This repository contains the code and dataset introduced in our paper, "Adversarial Robustness of Inland Water Body Segmentation Models to Morphological Label Noise in SAR Imagery". We investigate how manual annotation errors—often present in ground truth water masks—affect the robustness of modern segmentation models. To this end, we simulate human annotation errors as adversarial (poisoning) attacks using controlled morphological operations.
Accurate segmentation of inland water bodies from Synthetic Aperture Radar (SAR) images is crucial for applications such as flood mapping, hydrological monitoring, and environmental assessment.
Although SAR sensors provide all-weather, high-resolution imagery, identifying water surfaces is challenging due to:
- Similar backscatter behavior between water and water-like surfaces (e.g., sand or sediments)
- Complex river geometries in large basins such as the Amazon River Basin
To improve robustness, our work focuses on how annotation noise—commonly introduced during manual labeling—impacts deep-learning and transformer-based segmentation models.
- Simulated Annotation Errors: We introduce morphological label noise using erosion and dilation operations to mimic boundary mis-annotations typically caused by human error.
- Adversarial Training and Evaluation: The corrupted ground-truth masks are treated as adversarial examples and used to train and evaluate multiple segmentation models.
- Model Robustness Comparison: We assess how different architectures—including U-Net, DeepLabV3, SegFormer, and Mask2Former—respond to these morphological poisoning attacks.
- Public Dataset Release: A curated dataset containing both clean and adversarially corrupted masks is provided for robustness benchmarking in water-body segmentation.

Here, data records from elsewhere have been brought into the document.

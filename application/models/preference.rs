use serde::{Deserialize, Serialize};

use crate::models::user::UserId;

/// Drink preference row, zero-or-one per user. Its presence is what marks
/// onboarding as complete.
#[derive(Clone, Debug, Deserialize, Serialize, PartialEq)]
pub struct DrinkPreference {
    pub user_id: UserId,
    #[serde(default)]
    pub favorite_drink: Option<String>,
    #[serde(default)]
    pub milk: Option<String>,
    #[serde(default)]
    pub sweetness: Option<String>,
}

The full dataset (clean masks + morphological-corrupted masks) is publicly available here
The previous archival version of the paper is publicly available here
- Data Preparation: Sentinel-1 SAR images are pre-processed and clipped to the region of interest. Ground-truth masks are generated using NDWI indices derived from Sentinel-2 imagery.

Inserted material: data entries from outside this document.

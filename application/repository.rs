mod base;
mod supabase;

pub use base::{
    IdentityRepository, LikeRepository, PreferenceRepository, ProfileRepository, Repository,
};
pub use supabase::SupabaseRepository;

- Adversarial Corruption: Controlled morphological operations (erosion and dilation) are applied to simulate label noise that represents annotation inaccuracies.

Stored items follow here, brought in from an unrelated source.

//! `init` is process-wide, so the whole lifecycle runs in one test.

use std::cmp::Ordering;
use std::path::Path;
use std::sync::atomic::{AtomicUsize, Ordering as AtomicOrdering};
use std::sync::{Arc, Mutex};

use awtk_vsf_port::{HostOps, PortError, host_print};
use pretty_assertions::assert_eq;
use tk_fs::{FileSystem, mem_fs};

#[test]
fn init_lifecycle() {
    assert_eq!(awtk_vsf_port::ops().map(|_| ()), Err(PortError::NotInitialized));
    assert_eq!(host_print!("dropped"), Err(PortError::NotInitialized));
    assert_eq!(awtk_vsf_port::time_ms(), Err(PortError::NotInitialized));

    let printed = Arc::new(Mutex::new(String::new()));
    let sink = printed.clone();
    let mem = mem_fs::FileSystem::default();
    let shared = mem.clone();

    let ops = HostOps::std()
        .with_print(move |args| sink.lock().unwrap().push_str(&args.to_string()))
        .with_time_ms(|| 1_000)
        .with_os_fs(move || Arc::new(shared.clone()));
    awtk_vsf_port::init(ops).unwrap();

    let factory_calls = Arc::new(AtomicUsize::new(0));
    let counter = factory_calls.clone();
    let rejected = HostOps::std().with_os_fs(move || {
        counter.fetch_add(1, AtomicOrdering::SeqCst);
        Arc::new(mem_fs::FileSystem::default())
    });
    assert_eq!(
        awtk_vsf_port::init(rejected),
        Err(PortError::AlreadyInitialized)
    );
    assert_eq!(factory_calls.load(AtomicOrdering::SeqCst), 0);

    host_print!("{} files", 3).unwrap();
    assert_eq!(*printed.lock().unwrap(), "3 files");
    assert_eq!(awtk_vsf_port::time_ms(), Ok(1_000));
    assert_eq!(awtk_vsf_port::sleep_ms(0), Ok(()));
    assert_eq!(
        awtk_vsf_port::compare_ignore_case("README", "readme"),
        Ok(Ordering::Equal)
    );

    // the bundle's filesystem is now the default one
    tk_fs::file_write("/from-default", b"abc").unwrap();
    assert!(mem.file_exists(Path::new("/from-default")));
    assert_eq!(tk_fs::file_read("/from-default").unwrap(), b"abc");
}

- Model Training and Evaluation: Each segmentation model is trained and tested under different corruption levels. Metrics such as Dice Coefficient, IoU, Precision, Recall, F1-Score, and Pixel Accuracy are computed.
- Qualitative Analysis: Visual comparisons of predicted masks illustrate the resilience or degradation of different models under increasing annotation corruption.
- U-Net shows strong tolerance to mild corruption before a sharp drop in performance.
- SegFormer and DeepLabV3 exhibit gradual performance decline.
- Mask2Former shows inconsistent behavior, likely due to dataset size constraints.
- Certain anomalies in the dataset highlight the U-Net’s robustness to geometric inconsistencies.